- Problem requirements
From the entries below, pull out each line where "json" appears.

· · ·

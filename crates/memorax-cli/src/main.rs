mod cli;
mod commands;

use clap::Parser;
use cli::{Cli, Commands};

fn main() {
    let cli = match Cli::try_parse() {
        Ok(cli) => cli,
        Err(e) => {
            // Help and version requests are not errors.
            if e.use_stderr() {
                let _ = e.print();
                std::process::exit(1);
            }
            let _ = e.print();
            std::process::exit(0);
        }
    };

    let level = match cli.verbose {
        0 => "warn",
        1 => "info",
        2 => "debug",
        _ => "trace",
    };
    tracing_subscriber::fmt()
        .with_env_filter(
            tracing_subscriber::EnvFilter::try_from_default_env()
                .unwrap_or_else(|_| tracing_subscriber::EnvFilter::new(level)),
        )
        .with_writer(std::io::stderr)
        .init();

    let json = cli.json;
    let result = match cli.command {
        Commands::Reach { .. } => commands::reach::run(cli.command, json),
        Commands::Fencins { .. } => commands::fencins::run(cli.command, json),
        Commands::Dotify { .. } => commands::dotify::run(cli.command),
    };

    match result {
        Ok(()) => std::process::exit(0),
        Err(report) => {
            eprintln!("Error: {report:?}");
            std::process::exit(1);
        }
    }
}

· · ·

- Written response
    let json = cli.json;
        Commands::Reach { .. } => commands::reach::run(cli.command, json),
        Commands::Fencins { .. } => commands::fencins::run(cli.command, json),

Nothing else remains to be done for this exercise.